Prediction of his death,
the Greatest among you
They went on from there and passed through Galilee. He did not want anyone to know it; for he was teaching his disciples, saying to them, "The Son of Man is to be betrayed into human hands, and they will kill him, and three days after being killed, he will rise again." But they did not understand what he was saying and were afraid to ask him. Then they came to Capernaum; and when he was in the house he asked them, "What were you arguing about on the way?" Then they came to Capernaum; and when he was in the house he asked them, "What were you arguing about on the way?" But they were silent, for on the way they had argued with one another who was the greatest. He sat down, called the twelve, and said to them, "Whoever wants to be first must be last of all and servant of all." Then he took a little child and put it among them; and taking it in his arms, he said to them, "Whoever welcomes one such child in my name welcomes me, and whoever welcomes me welcomes not me but the one who sent me."
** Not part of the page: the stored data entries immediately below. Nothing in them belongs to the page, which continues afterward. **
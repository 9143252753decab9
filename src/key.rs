//! Defines the [`Key`] struct, which holds a valid AES key of 128, 192, or 256 bits,
//! and the FIPS-197 key expansion that turns it into a schedule of round key words.

use zeroize::Zeroize;

use crate::core::constants::{RCON, SBOX};
use crate::error::{Error, Result};
use crate::util::{random_bytes, xor_words};

/// Supported AES key sizes.
#[derive(Copy, Clone, Debug, PartialEq, Eq, Hash)]
pub enum KeySize {
    Bits128,
    Bits192,
    Bits256,
}

impl KeySize {
    /// Key length in bytes (16, 24, or 32).
    pub const fn len(self) -> usize {
        match self {
            KeySize::Bits128 => 16,
            KeySize::Bits192 => 24,
            KeySize::Bits256 => 32,
        }
    }

    /// `Nk`: number of 32-bit words in the key.
    pub const fn words(self) -> usize {
        self.len() / 4
    }

    /// `Nr`: number of rounds, `Nk + 6`.
    pub const fn rounds(self) -> usize {
        self.words() + 6
    }
}

#[derive(Clone, PartialEq, Eq)]
enum KeyBytes {
    K128([u8; 16]),
    K192([u8; 24]),
    K256([u8; 32]),
}

/// Contains a valid AES key. Can be instantiated with a random key, or built from a slice
/// of bytes that is 16, 24, or 32 bytes long.
/// A `key` object is required to instantiate a [Cipher](crate::Cipher).
///
/// The key bytes are wiped when the `Key` is dropped.
///
/// ## Examples
/// ```
/// # fn main() -> aesmodes::Result<()> {
/// use aesmodes::{Key, KeySize};
///
/// let random = Key::random(KeySize::Bits192)?;
/// assert_eq!(random.as_bytes().len(), 24);
///
/// let key_bytes = [0x2bu8; 32];
/// let key = Key::try_from_slice(&key_bytes[..16])?;
/// assert_eq!(key.size(), KeySize::Bits128);
/// assert_eq!(key.rounds(), 10);
///
/// // anything other than 16, 24, or 32 bytes is an InvalidKeyLength error
/// assert!(Key::try_from_slice(&key_bytes[..20]).is_err());
/// # Ok(())
/// # }
/// ```
#[derive(Clone, PartialEq, Eq)]
pub struct Key {
    bytes: KeyBytes,
}

impl Key {
    /// Generate a random key of the given size. Returns Error if OsRng fails.
    pub fn random(size: KeySize) -> Result<Self> {
        let bytes = match size {
            KeySize::Bits128 => KeyBytes::K128(random_bytes()?),
            KeySize::Bits192 => KeyBytes::K192(random_bytes()?),
            KeySize::Bits256 => KeyBytes::K256(random_bytes()?),
        };
        Ok(Self { bytes })
    }

    /// Generate a random 128-bit key. Returns Error if OsRng fails.
    pub fn rand_key_128() -> Result<Self> {
        Self::random(KeySize::Bits128)
    }

    /// Generate a random 192-bit key. Returns Error if OsRng fails.
    pub fn rand_key_192() -> Result<Self> {
        Self::random(KeySize::Bits192)
    }

    /// Generate a random 256-bit key. Returns Error if OsRng fails.
    pub fn rand_key_256() -> Result<Self> {
        Self::random(KeySize::Bits256)
    }

    /// Attempts to build a key from a slice of bytes. Will return an InvalidKeyLength error
    /// if the input slice is anything other than 16, 24, or 32 bytes long.
    pub fn try_from_slice(bytes: &[u8]) -> Result<Self> {
        let invalid = || Error::InvalidKeyLength { len: bytes.len() };
        let bytes = match bytes.len() {
            16 => KeyBytes::K128(bytes.try_into().map_err(|_| invalid())?),
            24 => KeyBytes::K192(bytes.try_into().map_err(|_| invalid())?),
            32 => KeyBytes::K256(bytes.try_into().map_err(|_| invalid())?),
            _ => return Err(invalid()),
        };
        Ok(Self { bytes })
    }

    /// Returns a reference to the internal key as a slice of bytes.
    pub fn as_bytes(&self) -> &[u8] {
        match &self.bytes {
            KeyBytes::K128(k) => k,
            KeyBytes::K192(k) => k,
            KeyBytes::K256(k) => k,
        }
    }

    pub fn size(&self) -> KeySize {
        match self.bytes {
            KeyBytes::K128(_) => KeySize::Bits128,
            KeyBytes::K192(_) => KeySize::Bits192,
            KeyBytes::K256(_) => KeySize::Bits256,
        }
    }

    /// Number of rounds (`Nr`) for this key: 10, 12, or 14.
    pub fn rounds(&self) -> usize {
        self.size().rounds()
    }
}

impl std::fmt::Debug for Key {
    fn fmt(&self, f: &mut std::fmt::Formatter<'_>) -> std::fmt::Result {
        f.debug_struct("Key")
            .field("size", &self.size())
            .finish_non_exhaustive()
    }
}

impl Drop for Key {
    fn drop(&mut self) {
        match &mut self.bytes {
            KeyBytes::K128(k) => k.zeroize(),
            KeyBytes::K192(k) => k.zeroize(),
            KeyBytes::K256(k) => k.zeroize(),
        }
    }
}

/// AES key schedule (FIPS-197 KeyExpansion). Returns `4 * (Nr + 1)` words: 44, 52, or 60
/// for AES-128, AES-192, and AES-256 respectively. The first `Nk` words are the key itself.
pub fn expand_key(key: &Key) -> Vec<[u8; 4]> {
    let key = key.as_bytes();

    // Variable names match FIPS-197, NIST specification: https://doi.org/10.6028/NIST.FIPS.197-upd1
    // Nk   The number of 32-bit words comprising the key
    // Nr   The number of rounds. 10, 12, and 14 for AES-128, AES-192, and AES-256, respectively
    // w    The result of the key schedule, an array of words that form round keys
    // Nw   The total number of words generated by the key schedule (including initial key)
    let nk = key.len() / 4;
    let nr = nk + 6;
    let nw = (nr + 1) * 4;

    let mut w: Vec<[u8; 4]> = Vec::with_capacity(nw);
    w.extend(key.chunks_exact(4).map(|c| [c[0], c[1], c[2], c[3]]));

    for i in nk..nw {
        let mut temp = w[i - 1];
        if i % nk == 0 {
            // SubWord(RotWord(temp)) ^ Rcon[i / Nk]
            temp = [
                SBOX[temp[1] as usize] ^ RCON[i / nk],
                SBOX[temp[2] as usize],
                SBOX[temp[3] as usize],
                SBOX[temp[0] as usize],
            ];
        } else if nk > 6 && i % nk == 4 {
            // additional substitution for AES-256 only
            temp = temp.map(|b| SBOX[b as usize]);
        }

        // w[i] = temp ⊕ w[i − Nk]
        w.push(xor_words(&temp, &w[i - nk]));
    }

    w
}

/// Groups the schedule into 16-byte round keys, four consecutive words each, laid out
/// column-major to match the cipher state.
pub(crate) fn round_keys(words: &[[u8; 4]]) -> Vec<[u8; 16]> {
    words
        .chunks_exact(4)
        .map(|cols| {
            let mut rk = [0u8; 16];
            for (col, word) in cols.iter().enumerate() {
                rk[col * 4..col * 4 + 4].copy_from_slice(word);
            }
            rk
        })
        .collect()
}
Prediction of his death, the Greatest among you
Mark 9:30-32 presents Jesus' second prediction of his suffering, death and resurrection (see 8:31-32; 10:33-34). On the fateful journey to Jerusalem Jesus 'was teaching' his disciples; Mark thus stresses both the importance of the lesson and the difficulty which the hearers experienced in grasping it. The disciples are warned of the fate that awaits their Master in the city. It is a revelation granted to them alone, but they do not understand and are afraid. 'The Son of Man is to be delivered into human hands': this is likely to be close to the form of the original passion-saying which underlies the developed version of the three passion-predictions. In Aramaic it would run something like: 'God will (soon) deliver up the son of man to the sons of men.' The disciples' thoughts are still human thoughts (see 8:33) and they cannot understand this teaching which is a revelation of God.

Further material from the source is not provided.